** The task **
All lines in the data bearing the string "absorb" should be identified and copied.

** Record extracts **

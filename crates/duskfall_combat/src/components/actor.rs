//! Базовые компоненты агентов: Agent, Health, Poise, Fear, SpawnAnchor

use bevy::prelude::*;

use crate::components::stats::CueColor;

/// Агент (hostile NPC или игрок) — базовый компонент для участников боя
///
/// Автоматически добавляет Health, Poise, Fear, Collidable, Defense,
/// AgentVisual через Required Components.
#[derive(Component, Debug, Clone, Default, Reflect)]
#[reflect(Component)]
#[require(Health, Poise, Fear, Collidable, Defense, AgentVisual)]
pub struct Agent {
    /// Stable ID фракции (игрок = 0, hostiles = 1+)
    pub faction_id: u64,
}

/// Здоровье агента
///
/// Инвариант: 0 ≤ current ≤ max
#[derive(Component, Debug, Clone, Copy, Reflect)]
#[reflect(Component)]
pub struct Health {
    pub current: u32,
    pub max: u32,
}

impl Default for Health {
    fn default() -> Self {
        Self::new(100)
    }
}

impl Health {
    pub fn new(max: u32) -> Self {
        Self { current: max, max }
    }

    pub fn is_alive(&self) -> bool {
        self.current > 0
    }

    pub fn take_damage(&mut self, amount: u32) {
        self.current = self.current.saturating_sub(amount);
    }

    pub fn restore_full(&mut self) {
        self.current = self.max;
    }
}

/// Устойчивость к прерыванию (poise)
///
/// Инвариант: current ≤ max. Входящий урон снимает poise; при current == 0
/// агент считается broken и interrupt-система переводит его в Stagger.
#[derive(Component, Debug, Clone, Copy, Reflect)]
#[reflect(Component)]
pub struct Poise {
    pub current: f32,
    pub max: f32,
}

impl Default for Poise {
    fn default() -> Self {
        Self::new(50.0)
    }
}

impl Poise {
    pub fn new(max: f32) -> Self {
        Self { current: max, max }
    }

    pub fn is_broken(&self) -> bool {
        self.current <= 0.0
    }

    pub fn absorb(&mut self, amount: f32) {
        self.current = (self.current - amount).max(0.0);
    }

    pub fn reset(&mut self) {
        self.current = self.max;
    }
}

/// Страх (триггер для Flee)
///
/// Накапливается от урона, спадает со временем. current ≥ threshold → паника.
#[derive(Component, Debug, Clone, Copy, Reflect)]
#[reflect(Component)]
pub struct Fear {
    pub current: f32,
    pub threshold: f32,
    /// Скорость спада (units/sec)
    pub decay_rate: f32,
}

impl Default for Fear {
    fn default() -> Self {
        Self {
            current: 0.0,
            threshold: 60.0,
            decay_rate: 8.0,
        }
    }
}

impl Fear {
    pub fn add(&mut self, amount: f32) {
        self.current += amount;
    }

    pub fn is_panicked(&self) -> bool {
        self.current >= self.threshold
    }

    pub fn decay(&mut self, delta: f32) {
        self.current = (self.current - self.decay_rate * delta).max(0.0);
    }

    pub fn calm(&mut self) {
        self.current = 0.0;
    }
}

/// Точка спавна + leash-радиус
///
/// Агент бросает преследование когда уходит от anchor дальше leash_range
/// (leash сам по себе лежит в StatBlock — здесь только позиция).
#[derive(Component, Debug, Clone, Copy, Default, Reflect)]
#[reflect(Component)]
pub struct SpawnAnchor {
    pub position: Vec3,
}

/// Маркер: entity участвует в hit-запросах (агенты, игрок, props)
///
/// Props без Health — "недамажируемая геометрия": попадание по ним
/// расходует attack attempt, но урона не наносит (логируется один раз).
#[derive(Component, Debug, Clone, Copy, Default, Reflect)]
#[reflect(Component)]
pub struct Collidable;

/// Входящий damage-гейт (пишется защитными состояниями каждый тик)
///
/// Block выставляет damage_scale < 1.0, PhaseLock — invulnerable.
/// Brain-тик сбрасывает в нейтраль перед обновлением состояния.
#[derive(Component, Debug, Clone, Copy, Reflect)]
#[reflect(Component)]
pub struct Defense {
    pub damage_scale: f32,
    pub invulnerable: bool,
}

impl Default for Defense {
    fn default() -> Self {
        Self {
            damage_scale: 1.0,
            invulnerable: false,
        }
    }
}

impl Defense {
    pub fn neutral(&mut self) {
        self.damage_scale = 1.0;
        self.invulnerable = false;
    }
}

/// Derived-значения для presentation-слоя (ядро не рендерит)
///
/// Снаружи читаются: telegraph cue (цвет подсветки), stealth opacity,
/// shake при stagger, pulse при boss phase lock, aim при turret lock.
#[derive(Component, Debug, Clone, Reflect)]
#[reflect(Component)]
pub struct AgentVisual {
    pub opacity: f32,
    pub cue: Option<CueColor>,
    pub shake: bool,
    pub pulse: bool,
    pub aim_indicator: bool,
}

impl Default for AgentVisual {
    fn default() -> Self {
        Self {
            opacity: 1.0,
            cue: None,
            shake: false,
            pulse: false,
            aim_indicator: false,
        }
    }
}

/// Компонент-маркер: entity мертв (Health == 0)
///
/// Трупы остаются на месте, brain и motor снимаются.
#[derive(Component, Debug)]
pub struct Dead;

#[cfg(test)]
mod tests {
    use super::*;

    #[test]
    fn test_health_damage() {
        let mut health = Health::new(100);
        assert_eq!(health.current, 100);

        health.take_damage(30);
        assert_eq!(health.current, 70);
        assert!(health.is_alive());

        health.take_damage(100); // Saturating sub
        assert_eq!(health.current, 0);
        assert!(!health.is_alive());
    }

    #[test]
    fn test_poise_break_and_reset() {
        let mut poise = Poise::new(50.0);
        assert!(!poise.is_broken());

        poise.absorb(30.0);
        assert!(!poise.is_broken());

        poise.absorb(25.0); // Клампится в 0
        assert_eq!(poise.current, 0.0);
        assert!(poise.is_broken());

        poise.reset();
        assert_eq!(poise.current, 50.0);
        assert!(!poise.is_broken());
    }

    #[test]
    fn test_fear_accrual_and_decay() {
        let mut fear = Fear::default();
        assert!(!fear.is_panicked());

        fear.add(70.0);
        assert!(fear.is_panicked());

        fear.decay(2.0); // 2 sec × 8/sec = -16
        assert_eq!(fear.current, 54.0);
        assert!(!fear.is_panicked());

        fear.decay(100.0); // Клампится в 0
        assert_eq!(fear.current, 0.0);
    }

    #[test]
    fn test_defense_neutral() {
        let mut defense = Defense {
            damage_scale: 0.3,
            invulnerable: true,
        };
        defense.neutral();
        assert_eq!(defense.damage_scale, 1.0);
        assert!(!defense.invulnerable);
    }
}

** Output for this exercise **
    pub fn absorb(&mut self, amount: f32) {
        poise.absorb(30.0);
        poise.absorb(25.0); // Клампится в 0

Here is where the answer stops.